(Data section)
•••
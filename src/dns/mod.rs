//! DNS Resolution Module
//!
//! Provides the resolution strategies the dialers are built on:
//! - System resolver (getaddrinfo via tokio's blocking pool)
//! - A hickory-dns resolver pinned to one explicit DNS server
//! - A single A-record query over UDP, used by [`resolve`]
//!
//! # Architecture
//!
//! The `Resolve` trait is the core abstraction that allows the system and
//! custom-server resolvers to be used interchangeably by
//! [`crate::socket::Dialer`]. The plain query path backs [`resolve`] and the
//! single-domain dialer, where the raw answer list matters.
//!
//! # Example
//!
//! ```rust,ignore
//! use simplenet::dns::{Name, Resolve, ServerResolver};
//!
//! let resolver = ServerResolver::new("1.1.1.1:53");
//! let addrs = resolver.resolve(Name::new("example.com")).await?;
//! for addr in addrs {
//!     println!("Resolved: {}", addr);
//! }
//! ```

use std::time::Duration;

mod gai;
mod hickory;
mod lookup;
mod query;
mod resolve;
mod server;

pub use gai::GaiResolver;
pub use hickory::ServerResolver;
pub use lookup::resolve;
pub(crate) use lookup::lookup;
pub use resolve::{parse_ip_literal, Addrs, Name, Resolve, Resolving};
pub use server::DNS_PORT;

/// Timeout applied to every lookup and query.
pub const DNS_TIMEOUT: Duration = Duration::from_secs(5);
•••
(Task statement)
Copy down the whole of the data above, matching it exactly.

(Solution to this problem)
filename src/dns/mod.rs
//! DNS Resolution Module
//!
//! Provides the resolution strategies the dialers are built on:
//! - System resolver (getaddrinfo via tokio's blocking pool)
//! - A hickory-dns resolver pinned to one explicit DNS server
//! - A single A-record query over UDP, used by [`resolve`]
//!
//! # Architecture
//!
//! The `Resolve` trait is the core abstraction that allows the system and
//! custom-server resolvers to be used interchangeably by
//! [`crate::socket::Dialer`]. The plain query path backs [`resolve`] and the
//! single-domain dialer, where the raw answer list matters.
//!
//! # Example
//!
//! ```rust,ignore
//! use simplenet::dns::{Name, Resolve, ServerResolver};
//!
//! let resolver = ServerResolver::new("1.1.1.1:53");
//! let addrs = resolver.resolve(Name::new("example.com")).await?;
//! for addr in addrs {
//!     println!("Resolved: {}", addr);
//! }
//! ```

use std::time::Duration;

mod gai;
mod hickory;
mod lookup;
mod query;
mod resolve;
mod server;

pub use gai::GaiResolver;
pub use hickory::ServerResolver;
pub use lookup::resolve;
pub(crate) use lookup::lookup;
pub use resolve::{parse_ip_literal, Addrs, Name, Resolve, Resolving};
pub use server::DNS_PORT;

/// Timeout applied to every lookup and query.
pub const DNS_TIMEOUT: Duration = Duration::from_secs(5);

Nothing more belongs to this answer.